19/03/2012
Inconformado com a decisão que lhe impôs responsabilidade subsidiária obrigando-o a pagar verbas decorrentes da rescisão do contrato de trabalho de uma empresa com a qual firmou contrato e uma de suas funcionárias, o Estado da Bahia interpôs, junto ao Tribunal Regional do Trabalho da 5ª Região, um recurso ordinário pleiteando a reforma da decisão.
Responsável pela demanda, o procurador do Estado Ivan Brandi da Silva sustentou em juízo que o artigo 71 da Lei 8666/93 isenta a empresa pública de qualquer responsabilidade na contratação civil celebrada com terceiro incluindo as obrigações trabalhistas assumidas pelo contratado.
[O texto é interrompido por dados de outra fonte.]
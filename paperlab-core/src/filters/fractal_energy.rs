//! Fractal-energy adaptive damping factor.
//!
//! Over a window of `N` Gaussian-smoothed candles:
//!
//! range(k) = max(gH[k], gC[k-1]) - min(gL[k], gC[k-1])
//! span(i)  = highest(gH, i, N) - lowest(gL, i, N)
//! g[i]     = ln(sum(range(i-N+1..=i)) / span(i)) / ln(N)
//!
//! Choppy windows (ranges that overlap a lot) push `g` up and slow the
//! Laguerre cascade down; clean trends push it towards 0.

use crate::series::Series;

use super::gaussian::{GaussianBank, GAUSSIAN_WARMUP};

#[derive(Debug, Clone)]
pub struct FractalEnergy {
    window: usize,
    fallback: f64,
    gamma: Series<f64>,
}

impl FractalEnergy {
    /// `fallback` is used when the very first computed value is degenerate.
    pub fn new(window: usize, fallback: f64) -> Self {
        Self {
            window,
            fallback,
            gamma: Series::new(),
        }
    }

    /// First bar with a value: every Gaussian slot the window reads is past
    /// its own warm-up.
    pub fn warmup_bars(&self) -> usize {
        self.window + GAUSSIAN_WARMUP
    }

    /// Compute `g` at `index` from the smoothed candles; `None` during warm-up.
    pub fn update(&mut self, index: usize, bank: &GaussianBank) -> Option<f64> {
        if index < self.warmup_bars() {
            return None;
        }

        let high = bank.high.series();
        let low = bank.low.series();
        let close = bank.close.series();

        let start = index + 1 - self.window;
        let sum: f64 = (start..=index)
            .map(|k| {
                let prev_close = close.get(k - 1);
                high.get(k).max(prev_close) - low.get(k).min(prev_close)
            })
            .sum();
        let span = high.highest(index, self.window) - low.lowest(index, self.window);

        let raw = (sum / span).ln() / (self.window as f64).ln();
        let gamma = if sum > 0.0 && span > 0.0 && self.window > 1 && raw.is_finite() {
            raw
        } else {
            self.fallback_for(index)
        };

        self.gamma.set(index, gamma);
        Some(gamma)
    }

    fn fallback_for(&self, index: usize) -> f64 {
        if index > self.warmup_bars() {
            self.gamma.get(index - 1)
        } else {
            self.fallback
        }
    }

    pub fn value(&self, index: usize) -> f64 {
        self.gamma.get(index)
    }

    pub fn truncate(&mut self, len: usize) {
        self.gamma.truncate(len);
    }

    pub fn clear(&mut self) {
        self.gamma.clear();
    }
}
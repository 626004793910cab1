//! PaperLab CLI: replay candles through the indicator engine.
//!
//! Commands:
//! - `replay`: stream one or more CSV files, one engine per file
//! - `synthetic`: generate seeded random walks and replay them
//! - `config`: print the default configuration as TOML

mod feed;
mod replay;

use anyhow::{anyhow, Context, Result};
use chrono::{NaiveDate, NaiveDateTime};
use clap::{Args, Parser, Subcommand};
use paperlab_core::EngineConfig;
use std::path::{Path, PathBuf};
use tracing::info;
use tracing_subscriber::{prelude::*, EnvFilter};

use crate::feed::{load_csv, synthetic, Feed};
use crate::replay::{replay_all, ReplayReport};

#[derive(Parser)]
#[command(
    name = "paperlab",
    version,
    about = "PaperLab CLI: Laguerre RSI, trend classifiers and composite signals over candle feeds"
)]
struct Cli {
    #[command(subcommand)]
    command: Commands,
}

/// Options shared by every replaying command.
#[derive(Args)]
struct ReplayOptions {
    /// Path to a TOML engine config. Missing keys take their defaults.
    #[arg(long)]
    config: Option<PathBuf>,

    /// Instrument tick size, used for marker offsets.
    #[arg(long, default_value_t = 0.25)]
    tick_size: f64,

    /// Print events as JSON lines instead of text.
    #[arg(long, default_value_t = false)]
    json: bool,
}

#[derive(Subcommand)]
enum Commands {
    /// Replay CSV files (columns: time,open,high,low,close).
    Replay {
        /// CSV files; each file is one instrument named after its stem.
        #[arg(long = "csv", required = true, num_args = 1..)]
        csv: Vec<PathBuf>,

        #[command(flatten)]
        options: ReplayOptions,
    },
    /// Generate seeded random-walk candles and replay them.
    Synthetic {
        /// Number of one-minute bars per symbol.
        #[arg(long, default_value_t = 1000)]
        bars: usize,

        /// RNG seed.
        #[arg(long, default_value_t = 42)]
        seed: u64,

        /// Symbols to generate.
        #[arg(long, default_values_t = vec!["SYNTH".to_string()], num_args = 1..)]
        symbols: Vec<String>,

        /// First bar time (YYYY-MM-DD).
        #[arg(long, default_value = "2024-01-02")]
        start: String,

        #[command(flatten)]
        options: ReplayOptions,
    },
    /// Print the default engine configuration as TOML.
    Config,
}

fn init_tracing() -> Result<()> {
    let filter = EnvFilter::try_from_default_env().unwrap_or_else(|_| EnvFilter::new("info"));
    // Logs go to stderr so JSON output on stdout stays machine-readable.
    let stderr_layer = tracing_subscriber::fmt::layer().with_writer(std::io::stderr);
    tracing_subscriber::registry()
        .with(filter)
        .with(stderr_layer)
        .try_init()
        .map_err(|err| anyhow!("failed to initialize tracing: {err}"))
}

fn main() -> Result<()> {
    let cli = Cli::parse();
    init_tracing()?;

    match cli.command {
        Commands::Replay { csv, options } => {
            let feeds = csv
                .iter()
                .map(|path| load_csv(path).with_context(|| format!("loading {}", path.display())))
                .collect::<Result<Vec<_>>>()?;
            run_replay(&feeds, &options)
        }
        Commands::Synthetic {
            bars,
            seed,
            symbols,
            start,
            options,
        } => {
            let start = parse_start(&start)?;
            let feeds: Vec<Feed> = symbols
                .iter()
                .map(|s| synthetic(s, bars, seed, start))
                .collect();
            info!(bars, seed, symbols = symbols.len(), "generated synthetic feeds");
            run_replay(&feeds, &options)
        }
        Commands::Config => {
            print!("{}", EngineConfig::default().to_toml_string()?);
            Ok(())
        }
    }
}

fn parse_start(value: &str) -> Result<NaiveDateTime> {
    NaiveDate::parse_from_str(value, "%Y-%m-%d")?
        .and_hms_opt(0, 0, 0)
        .ok_or_else(|| anyhow!("invalid start date '{value}'"))
}

fn load_config(path: Option<&Path>) -> Result<EngineConfig> {
    let Some(path) = path else {
        return Ok(EngineConfig::default());
    };
    let text = std::fs::read_to_string(path)
        .with_context(|| format!("reading config {}", path.display()))?;
    EngineConfig::from_toml_str(&text).with_context(|| format!("invalid config {}", path.display()))
}

fn run_replay(feeds: &[Feed], options: &ReplayOptions) -> Result<()> {
    let config = load_config(options.config.as_deref())?;
    info!(
        fingerprint = %config.fingerprint()?,
        feeds = feeds.len(),
        timing = ?config.alerts.timing,
        "starting replay"
    );

    let reports = replay_all(feeds, &config, options.tick_size)?;
    print_reports(&reports, options.json)
}

fn print_reports(reports: &[ReplayReport], json: bool) -> Result<()> {
    for report in reports {
        for event in &report.events {
            if json {
                println!("{}", serde_json::to_string(event)?);
            } else {
                println!("{}", event.to_line());
            }
        }
    }
    if !json {
        println!();
        println!("{:<10} {:>8} {:>8}", "Symbol", "Bars", "Events");
        println!("{}", "-".repeat(28));
        for report in reports {
            println!(
                "{:<10} {:>8} {:>8}",
                report.symbol,
                report.bars,
                report.events.len()
            );
        }
    }
    Ok(())
}

#[cfg(test)]
mod tests {
    use super::*;
    use clap::CommandFactory;

    #[test]
    fn cli_definition_is_valid() {
        Cli::command().debug_assert();
    }

    #[test]
    fn parses_replay_arguments() {
        let cli = Cli::try_parse_from([
            "paperlab", "replay", "--csv", "a.csv", "b.csv", "--tick-size", "0.01", "--json",
        ])
        .unwrap();
        match cli.command {
            Commands::Replay { csv, options } => {
                assert_eq!(csv, vec![PathBuf::from("a.csv"), PathBuf::from("b.csv")]);
                assert_eq!(options.tick_size, 0.01);
                assert!(options.json);
                assert!(options.config.is_none());
            }
            _ => panic!("expected replay"),
        }
    }

    #[test]
    fn replay_requires_a_file() {
        assert!(Cli::try_parse_from(["paperlab", "replay"]).is_err());
    }

    #[test]
    fn config_file_overrides_defaults() {
        let dir = tempfile::tempdir().unwrap();
        let path = dir.path().join("engine.toml");
        std::fs::write(&path, "[ma_cloud]\nfast_period = 5\nslow_period = 13\n").unwrap();
        let config = load_config(Some(&path)).unwrap();
        assert_eq!(config.ma_cloud.fast_period, 5);
        assert_eq!(config.ma_cloud.slow_period, 13);
        assert_eq!(config.adx, EngineConfig::default().adx);

        std::fs::write(&path, "[ma_cloud]\nfast_period = 30\n").unwrap();
        assert!(load_config(Some(&path)).is_err());
        assert_eq!(load_config(None).unwrap(), EngineConfig::default());
    }

    #[test]
    fn start_date_parses() {
        assert_eq!(
            parse_start("2024-01-02").unwrap(),
            NaiveDate::from_ymd_opt(2024, 1, 2)
                .unwrap()
                .and_hms_opt(0, 0, 0)
                .unwrap()
        );
        assert!(parse_start("02/01/2024").is_err());
    }
}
“A norma em questão é categórica ao afastar a responsabilidade dos entes públicos, seja da Administração direta ou indireta, pela mera inadimplência da prestadora de serviços”, afirmou o procurador.
Considerando que no contrato administrativo não se transferem ônus à Administração Pública que são entregues ao contratado, a desembargadora Federal do Trabalho Yara Ribeiro Trindade deu provimento ao recurso reformando a decisão de primeiro grau, afastando a responsabilidade subsidiária imposta ao Estado e excluindo-o do processo.